-- How to complete this task --
Each line of the listing below, from the very first to the one that contains "use async_trait::async_trait;", is to be retyped exactly as it stands.
[[ Entries shown open ]]
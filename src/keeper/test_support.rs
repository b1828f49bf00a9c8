//! Hand-written collaborator fakes with call counters.
//!
//! `FakeReader`, `FakeLedger`, `FakeSwap` and `FakePool` can share one
//! treasury snapshot so that settled swaps and recorded operations show up on
//! the next read. Each fake only moves what its on-chain counterpart moves:
//! swaps move balances, ledger records move counters (plus the transfers the
//! program performs itself).

use std::sync::Arc;
use std::sync::atomic::{AtomicBool, AtomicU32, Ordering};

use async_trait::async_trait;
use chrono::Utc;
use parking_lot::Mutex;
use solana_sdk::pubkey::Pubkey;

use crate::error::{KeeperError, KeeperResult};
use crate::onchain_instance::{ConfigUpdate, LedgerReader, LedgerWriter, Submission, TreasuryState};
use crate::services::{LiquidityPool, PoolReserves, Quote, SwapProvider, SwapResult};

pub type SharedState = Arc<Mutex<TreasuryState>>;

fn signature(label: &str, n: u32) -> Submission {
    Submission { signature: format!("{}-{}", label, n) }
}

fn unconfirmed(label: &str, n: u32) -> KeeperError {
    KeeperError::ExecutionUnconfirmed { signature: format!("{}-{}", label, n), timeout_secs: 60 }
}

pub struct FakeReader {
    state: SharedState,
    fetches: AtomicU32,
    fail: AtomicBool,
}

impl FakeReader {
    pub fn new(state: TreasuryState) -> Self {
        Self::shared(Arc::new(Mutex::new(state)))
    }

    pub fn shared(state: SharedState) -> Self {
        Self { state, fetches: AtomicU32::new(0), fail: AtomicBool::new(false) }
    }

    pub fn handle(&self) -> SharedState {
        self.state.clone()
    }

    pub fn set_failing(&self, fail: bool) {
        self.fail.store(fail, Ordering::SeqCst);
    }

    pub fn fetches(&self) -> u32 {
        self.fetches.load(Ordering::SeqCst)
    }
}

#[async_trait]
impl LedgerReader for FakeReader {
    async fn fetch(&self) -> KeeperResult<TreasuryState> {
        self.fetches.fetch_add(1, Ordering::SeqCst);
        if self.fail.load(Ordering::SeqCst) {
            return Err(KeeperError::Unavailable("fake ledger offline".to_string()));
        }
        Ok(self.state.lock().clone())
    }
}

/// Quotes at a fixed 2:1 rate and a configurable price impact.
pub struct FakeSwap {
    impact_bps: u16,
    fail_quotes: bool,
    fail_executes: AtomicBool,
    quotes: AtomicU32,
    executes: AtomicU32,
    quoted_inputs: Mutex<Vec<Pubkey>>,
    destinations: Mutex<Vec<Option<Pubkey>>>,
    settlement: Option<(SharedState, Pubkey)>,
}

impl FakeSwap {
    pub fn with_impact(impact_bps: u16) -> Self {
        Self {
            impact_bps,
            fail_quotes: false,
            fail_executes: AtomicBool::new(false),
            quotes: AtomicU32::new(0),
            executes: AtomicU32::new(0),
            quoted_inputs: Mutex::new(Vec::new()),
            destinations: Mutex::new(Vec::new()),
            settlement: None,
        }
    }

    /// Settle swaps against `state`: native input leaves the keeper wallet
    /// (the fee vault), and output only reaches the treasury balance when it
    /// is sent to `treasury_usdc`.
    pub fn settling_into(mut self, state: SharedState, treasury_usdc: Pubkey) -> Self {
        self.settlement = Some((state, treasury_usdc));
        self
    }

    pub fn failing_quotes() -> Self {
        Self { fail_quotes: true, ..Self::with_impact(0) }
    }

    pub fn set_failing_executes(&self, fail: bool) {
        self.fail_executes.store(fail, Ordering::SeqCst);
    }

    pub fn quote_calls(&self) -> u32 {
        self.quotes.load(Ordering::SeqCst)
    }

    pub fn execute_calls(&self) -> u32 {
        self.executes.load(Ordering::SeqCst)
    }

    pub fn quoted_inputs(&self) -> Vec<Pubkey> {
        self.quoted_inputs.lock().clone()
    }

    pub fn destinations(&self) -> Vec<Option<Pubkey>> {
        self.destinations.lock().clone()
    }
}

#[async_trait]
impl SwapProvider for FakeSwap {
    async fn quote(
        &self,
        input_mint: &Pubkey,
        output_mint: &Pubkey,
        amount: u64,
        _max_slippage_bps: u16,
    ) -> KeeperResult<Quote> {
        self.quotes.fetch_add(1, Ordering::SeqCst);
        self.quoted_inputs.lock().push(*input_mint);
        if self.fail_quotes {
            return Err(KeeperError::Quote("no route".to_string()));
        }
        Ok(Quote {
            input_mint: *input_mint,
            output_mint: *output_mint,
            in_amount: amount,
            out_amount: amount * 2,
            price_impact_bps: self.impact_bps,
            route: serde_json::Value::Null,
        })
    }

    async fn execute_swap(
        &self,
        quote: &Quote,
        destination: Option<Pubkey>,
    ) -> KeeperResult<SwapResult> {
        let n = self.executes.fetch_add(1, Ordering::SeqCst);
        self.destinations.lock().push(destination);
        if self.fail_executes.load(Ordering::SeqCst) {
            return Err(KeeperError::Execution("route expired".to_string()));
        }
        if let Some((state, treasury_usdc)) = &self.settlement {
            let mut s = state.lock();
            if quote.input_mint == spl_token::native_mint::id() {
                s.sol_balance = s.sol_balance.saturating_sub(quote.in_amount);
            }
            if destination == Some(*treasury_usdc) {
                s.usdc_balance += quote.out_amount;
            }
        }
        Ok(SwapResult {
            executed_in_amount: quote.in_amount,
            executed_out_amount: quote.out_amount,
            execution_reference: format!("swap-{}", n),
            simulated: false,
        })
    }
}

#[derive(Default)]
pub struct FakeLedger {
    state: Option<SharedState>,
    fees: AtomicU32,
    conversions: AtomicU32,
    buybacks: AtomicU32,
    pauses: AtomicU32,
    resumes: AtomicU32,
    updates: AtomicU32,
    burns: AtomicU32,
    unconfirmed: AtomicBool,
    pub last_update: Mutex<Option<ConfigUpdate>>,
    pub last_buyback: Mutex<Option<(u64, u64)>>,
}

impl FakeLedger {
    /// Applies recorded operations to `state`, as the program would.
    pub fn backed_by(state: SharedState) -> Self {
        Self { state: Some(state), ..Self::default() }
    }

    /// Records are sent but never observed as confirmed.
    pub fn set_unconfirmed(&self, unconfirmed: bool) {
        self.unconfirmed.store(unconfirmed, Ordering::SeqCst);
    }

    fn apply(&self, f: impl FnOnce(&mut TreasuryState)) {
        if let Some(state) = &self.state {
            f(&mut state.lock());
        }
    }

    pub fn conversions(&self) -> u32 {
        self.conversions.load(Ordering::SeqCst)
    }

    pub fn buybacks(&self) -> u32 {
        self.buybacks.load(Ordering::SeqCst)
    }

    pub fn burns(&self) -> u32 {
        self.burns.load(Ordering::SeqCst)
    }

    pub fn total_calls(&self) -> u32 {
        [
            &self.fees,
            &self.conversions,
            &self.buybacks,
            &self.pauses,
            &self.resumes,
            &self.updates,
            &self.burns,
        ]
        .iter()
        .map(|c| c.load(Ordering::SeqCst))
        .sum()
    }
}

#[async_trait]
impl LedgerWriter for FakeLedger {
    async fn record_fee(&self, lamports: u64) -> KeeperResult<Submission> {
        let n = self.fees.fetch_add(1, Ordering::SeqCst);
        self.apply(|s| {
            s.total_sol_collected += lamports;
            s.sol_balance += lamports;
        });
        Ok(signature("fee", n))
    }

    async fn record_usdc_conversion(&self, usdc_amount: u64) -> KeeperResult<Submission> {
        let n = self.conversions.fetch_add(1, Ordering::SeqCst);
        if self.unconfirmed.load(Ordering::SeqCst) {
            return Err(unconfirmed("conversion", n));
        }
        self.apply(|s| s.total_usdc_converted += usdc_amount);
        Ok(signature("conversion", n))
    }

    async fn record_buyback(&self, usdc_amount: u64, min_tokens_out: u64) -> KeeperResult<Submission> {
        let n = self.buybacks.fetch_add(1, Ordering::SeqCst);
        *self.last_buyback.lock() = Some((usdc_amount, min_tokens_out));
        if self.unconfirmed.load(Ordering::SeqCst) {
            return Err(unconfirmed("buyback", n));
        }
        self.apply(|s| {
            s.total_buybacks_usdc += usdc_amount;
            s.usdc_balance -= usdc_amount;
            s.last_operation_timestamp = Utc::now().timestamp();
        });
        Ok(signature("buyback", n))
    }

    async fn emergency_pause(&self) -> KeeperResult<Submission> {
        let n = self.pauses.fetch_add(1, Ordering::SeqCst);
        self.apply(|s| s.paused = true);
        Ok(signature("pause", n))
    }

    async fn resume(&self) -> KeeperResult<Submission> {
        let n = self.resumes.fetch_add(1, Ordering::SeqCst);
        self.apply(|s| s.paused = false);
        Ok(signature("resume", n))
    }

    async fn update_config(&self, update: ConfigUpdate) -> KeeperResult<Submission> {
        let n = self.updates.fetch_add(1, Ordering::SeqCst);
        *self.last_update.lock() = Some(update);
        Ok(signature("update", n))
    }

    async fn burn_tokens(&self, amount: u64) -> KeeperResult<Submission> {
        let n = self.burns.fetch_add(1, Ordering::SeqCst);
        self.apply(|s| s.total_tokens_burned += amount);
        Ok(signature("burn", n))
    }
}

pub struct FakePool {
    reserves: Option<PoolReserves>,
    state: Option<SharedState>,
    reads: AtomicU32,
    deposits: Mutex<Vec<(u64, u64)>>,
}

impl FakePool {
    pub fn with_reserves(usdc_reserve: u64, token_reserve: u64) -> Self {
        Self {
            reserves: Some(PoolReserves { usdc_reserve, token_reserve }),
            state: None,
            reads: AtomicU32::new(0),
            deposits: Mutex::new(Vec::new()),
        }
    }

    pub fn unavailable() -> Self {
        Self { reserves: None, ..Self::with_reserves(0, 0) }
    }

    pub fn backed_by(mut self, state: SharedState) -> Self {
        self.state = Some(state);
        self
    }

    pub fn reserve_reads(&self) -> u32 {
        self.reads.load(Ordering::SeqCst)
    }

    pub fn deposits(&self) -> Vec<(u64, u64)> {
        self.deposits.lock().clone()
    }
}

#[async_trait]
impl LiquidityPool for FakePool {
    async fn reserves(&self) -> KeeperResult<PoolReserves> {
        self.reads.fetch_add(1, Ordering::SeqCst);
        self.reserves
            .ok_or_else(|| KeeperError::PoolUnavailable("vault account missing".to_string()))
    }

    async fn add_liquidity(&self, usdc_amount: u64, token_amount: u64) -> KeeperResult<Submission> {
        let mut deposits = self.deposits.lock();
        deposits.push((usdc_amount, token_amount));
        if let Some(state) = &self.state {
            let mut s = state.lock();
            s.total_liquidity_usdc += usdc_amount;
            s.usdc_balance -= usdc_amount;
            s.last_operation_timestamp = Utc::now().timestamp();
        }
        Ok(signature("liquidity", deposits.len() as u32))
    }
}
[[ Entries shown closed ]]
-- Answer space --
filename src/keeper/test_support.rs
repository b1828f49bf00a9c8
//! Hand-written collaborator fakes with call counters.
//!
//! `FakeReader`, `FakeLedger`, `FakeSwap` and `FakePool` can share one
//! treasury snapshot so that settled swaps and recorded operations show up on
//! the next read. Each fake only moves what its on-chain counterpart moves:
//! swaps move balances, ledger records move counters (plus the transfers the
//! program performs itself).

use std::sync::Arc;
use std::sync::atomic::{AtomicBool, AtomicU32, Ordering};

use async_trait::async_trait;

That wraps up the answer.